Ich meinerseits war froh, dass Adnan wieder Kapo war, weil ich meine alte Arbeit – Kloeimer leeren und Trinkwassereimer füllen – fortsetzen konnte und ein viertel Stück Brot zusätzlich bekam.

»Der Hunger konnte das wahre Wesen eines Menschen an die Oberfläche pressen, ob aus Fäulnisgestank oder wohlriechenden Düften«, schrieb Dahlal einmal an die Zellenwand. Der Hunger verlangte uns eine außergewöhnliche Stärke ab, ihn neben all den anderen Grausamkeiten zu ertragen, über Monate und Jahre hinweg. Er schärfte dafür im Laufe der Zeit unsere Sinne. Bald konnten wir die leisesten Gerüche wahrnehmen und unterscheiden, die aus den Räumen der Wärter in unsere Zellen drangen. Der Gebetsrufer Ahmed lernte sogar, die Teesorte zu erriechen. Er konnte genau bestimmen, was es bei den Wärtern zu essen und zu trinken gab, ob Zwiebeln, Brot oder Eier.
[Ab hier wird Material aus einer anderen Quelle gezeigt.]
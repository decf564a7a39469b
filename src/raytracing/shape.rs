use super::math::{Box3, Ray, Vec3};

/// Intersection protocol shared by every primitive. `intersect` only reports
/// hits strictly in front of the origin and no farther than `best`, so nested
/// containers can thread one best-distance accumulator through every test.
pub trait Shape: Send + Sync {
    /// Distance to the hit, when it is closer than `best`.
    fn intersect(&self, ray: &Ray, best: f32) -> Option<f32>;

    /// Axis-aligned extents of the shape.
    fn extents(&self) -> Box3;

    /// Surface normal at `point`, oriented against the incoming direction
    /// where the primitive is two-sided.
    fn normal_at(&self, point: Vec3, incoming: Vec3) -> Vec3;
}

pub struct Sphere {
    center: Vec3,
    radius: f32,
    radius2: f32,
}

impl Sphere {
    pub fn new(center: Vec3, radius: f32) -> Sphere {
        Sphere {
            center,
            radius,
            radius2: radius * radius,
        }
    }
}

impl Shape for Sphere {
    fn intersect(&self, ray: &Ray, best: f32) -> Option<f32> {
        // geometric method: project the center onto the ray
        let l = self.center - ray.origin();
        let tca = l.dot(ray.direction());
        if tca < 0.0 {
            // the sphere is entirely behind the origin
            return None;
        }
        let d2 = l.dot(l) - tca * tca;
        if d2 > self.radius2 {
            return None;
        }
        let thc = (self.radius2 - d2).sqrt();
        let mut t0 = tca - thc;
        let mut t1 = tca + thc;
        if t0 > t1 {
            std::mem::swap(&mut t0, &mut t1);
        }
        if t0 < 0.0 {
            // we are inside the sphere
            t0 = t1;
        }
        if t0 < 0.0 || t0 > best {
            return None;
        }
        Some(t0)
    }

    fn extents(&self) -> Box3 {
        Box3::from_min_max(
            self.center - Vec3::one() * self.radius,
            self.center + Vec3::one() * self.radius,
        )
    }

    fn normal_at(&self, point: Vec3, _incoming: Vec3) -> Vec3 {
        (point - self.center).normalize()
    }
}

pub struct Triangle {
    a: Vec3,
    b: Vec3,
    c: Vec3,
    normal: Vec3,
}

impl Triangle {
    pub fn new(a: Vec3, b: Vec3, c: Vec3) -> Triangle {
        let normal = (b - a).cross(c - a).normalize();
        Triangle { a, b, c, normal }
    }
}

impl Shape for Triangle {
    fn intersect(&self, ray: &Ray, best: f32) -> Option<f32> {
        // https://en.wikipedia.org/wiki/M%C3%B6ller%E2%80%93Trumbore_intersection_algorithm
        let ab = self.b - self.a;
        let ac = self.c - self.a;
        let pvec = ray.direction().cross(ac);
        let det = ab.dot(pvec);
        // ray and triangle are parallel if det is close to 0
        if det.abs() < f32::EPSILON {
            return None;
        }
        let idet = 1.0 / det;
        let tvec = ray.origin() - self.a;
        let u = tvec.dot(pvec) * idet;
        if u < 0.0 || u > 1.0 {
            return None;
        }
        let qvec = tvec.cross(ab);
        let v = ray.direction().dot(qvec) * idet;
        if v < 0.0 || u + v > 1.0 {
            return None;
        }
        let t = ac.dot(qvec) * idet;
        if t < 0.0 || t > best {
            return None;
        }
        Some(t)
    }

    fn extents(&self) -> Box3 {
        let min = Vec3::min_components(Vec3::min_components(self.a, self.b), self.c);
        let max = Vec3::max_components(Vec3::max_components(self.a, self.b), self.c);
        Box3::from_min_max(min, max)
    }

    fn normal_at(&self, _point: Vec3, incoming: Vec3) -> Vec3 {
        if incoming.dot(self.normal) < 0.0 {
            self.normal
        } else {
            -self.normal
        }
    }
}

/// Decorator that caches the wrapped shape's extents at wrap time and gates
/// its intersection test with a slab test. The wrapped shape must not change
/// its geometry afterwards.
pub struct BoundingBox {
    bounds: Box3,
    inner: Box<dyn Shape>,
}

impl BoundingBox {
    pub fn new(inner: Box<dyn Shape>) -> BoundingBox {
        BoundingBox {
            bounds: inner.extents(),
            inner,
        }
    }
}

impl Shape for BoundingBox {
    fn intersect(&self, ray: &Ray, best: f32) -> Option<f32> {
        if !self.bounds.intersect_ray(ray, best) {
            return None;
        }
        // the same accumulator, so the inner shape still prunes by distance
        self.inner.intersect(ray, best)
    }

    fn extents(&self) -> Box3 {
        self.bounds
    }

    fn normal_at(&self, point: Vec3, incoming: Vec3) -> Vec3 {
        self.inner.normal_at(point, incoming)
    }
}
//! Response body decoding.
//!
//! A `charset=` declared in the `Content-Type` header wins. Without one (or with
//! a label `encoding_rs` does not know) the encoding is guessed from the bytes.

use chardetng::EncodingDetector;
use encoding_rs::Encoding;
use regex::Regex;
use std::sync::LazyLock;
use tracing::debug;

static CHARSET_RE: LazyLock<Regex> =
    LazyLock::new(|| Regex::new(r"charset=([^;]+)").expect("charset pattern is valid"));

/// Returns the raw charset label from a `Content-Type` value, if any.
pub fn charset_from_content_type(content_type: &str) -> Option<&str> {
    CHARSET_RE
        .captures(content_type)
        .and_then(|cap| cap.get(1))
        .map(|m| m.as_str().trim().trim_matches(|c| c == '"' || c == '\''))
        .filter(|label| !label.is_empty())
}

pub fn declared_encoding(content_type: Option<&str>) -> Option<&'static Encoding> {
    let label = charset_from_content_type(content_type?)?;
    let encoding = Encoding::for_label(label.as_bytes());
    if encoding.is_none() {
        debug!("Unknown charset label {:?}, falling back to detection", label);
    }
    encoding
}

pub fn detect_encoding(body: &[u8]) -> &'static Encoding {
    let mut detector = EncodingDetector::new();
    detector.feed(body, true);
    detector.guess(None, true)
}

/// Decodes `body` to text using the declared charset, else a detected one.
pub fn decode_body(body: &[u8], content_type: Option<&str>) -> String {
    let encoding = match declared_encoding(content_type) {
        Some(encoding) => encoding,
        None => {
            let guessed = detect_encoding(body);
            debug!("No usable charset declared, detected {}", guessed.name());
            guessed
        }
    };

    let (text, used, had_errors) = encoding.decode(body);
    if had_errors {
        debug!("Malformed {} sequences replaced while decoding", used.name());
    }
    text.into_owned()
}
use indexmap::IndexSet;
use scraper::{Html, Selector};
use tracing::{debug, info};
use url::Url;

use crate::{
    config::ScraperConfig,
    errors::ScrapeError,
    fetcher::HtmlFetcher,
    types::EventRecord,
};

const LISTING_PATH: &str = "decisions-by-event";
const DECISION_ROW_SELECTOR: &str = "tr.decision";
const EVENT_LINK_SELECTOR: &str = "td.list a";

/// Pulls event links out of the yearly "decisions by event" listing pages.
pub struct EventScraper<F: HtmlFetcher> {
    html_fetcher: F,
    base_url: Url,
    title_prefix: String,
    row_selector: Selector,
    link_selector: Selector,
}

impl<F: HtmlFetcher> EventScraper<F> {
    pub fn new(html_fetcher: F, config: &ScraperConfig) -> Result<Self, ScrapeError> {
        Ok(Self {
            html_fetcher,
            base_url: Url::parse(&config.site.base_url)?,
            title_prefix: config.scraping.title_prefix.clone(),
            row_selector: parse_selector(DECISION_ROW_SELECTOR)?,
            link_selector: parse_selector(EVENT_LINK_SELECTOR)?,
        })
    }

    pub fn fetcher(&self) -> &F {
        &self.html_fetcher
    }

    pub fn title_prefix(&self) -> &str {
        &self.title_prefix
    }

    /// `<base>/decisions-by-event/<year>/`
    pub fn listing_url(&self, year: i32) -> Result<Url, ScrapeError> {
        Ok(self.base_url.join(&format!("{}/{}/", LISTING_PATH, year))?)
    }

    /// Fetches one year's listing page and returns its matching events in page order.
    pub fn extract(&self, year: i32) -> Result<Vec<EventRecord>, ScrapeError> {
        let url = self.listing_url(year)?;
        info!("Fetching listing for {} from {}", year, url);

        let html = self.html_fetcher.fetch_html(url.as_str())?;
        let events = self.parse_listing(&html, year)?;

        info!("Found {} events for {}", events.len(), year);
        Ok(events)
    }

    /// Rows without an event link are skipped. A link without `href`, on any
    /// row, fails the whole page.
    pub fn parse_listing(&self, html: &str, year: i32) -> Result<Vec<EventRecord>, ScrapeError> {
        let document = Html::parse_document(html);
        let mut seen: IndexSet<(String, String)> = IndexSet::new();

        for row in document.select(&self.row_selector) {
            let Some(link) = row.select(&self.link_selector).next() else {
                debug!("Skipping decision row without an event link");
                continue;
            };
            let title = link.text().collect::<String>().trim().to_string();
            let Some(href) = link.value().attr("href") else {
                return Err(ScrapeError::MissingHref { year, title });
            };

            if !title.starts_with(&self.title_prefix) {
                continue;
            }

            let url = self.base_url.join(href)?;

            if !seen.insert((title, url.to_string())) {
                debug!("Dropping duplicate listing entry {}", url);
            }
        }

        Ok(seen
            .into_iter()
            .map(|(title, url)| EventRecord { year, title, url })
            .collect())
    }
}

fn parse_selector(selector: &str) -> Result<Selector, ScrapeError> {
    Selector::parse(selector).map_err(|e| ScrapeError::Selector(format!("{}: {:?}", selector, e)))
}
Diese neue Fähigkeit entpuppte sich aber als wahrhaftiger Fluch. Wenn ich den Geruch von Essen bemerkte, verkrampfte sich mein Magen. Jedes Mal musste ich fest mit den Händen auf meinen Bauch drücken und mich lange auf den Boden legen, bis mir die Tränen kamen. Letztlich musste ich des Hungers wegen mit einem anderen Problem kämpfen – mit dem Stuhlgang. Am Anfang konnte ich mich fast täglich entleeren. Nach einem Monat reduzierte sich das auf einmal pro Woche. Dann einmal alle zwei Wochen, verbunden mit außerordentlichen Schmerzen. Es war ja nichts im Bauch. Es kamen nur kleine feste Kerne wie Kiesel heraus. Während unserer zweistündigen Spaziergänge im Flur konnte man immer einen auf dem Klo stöhnen hören.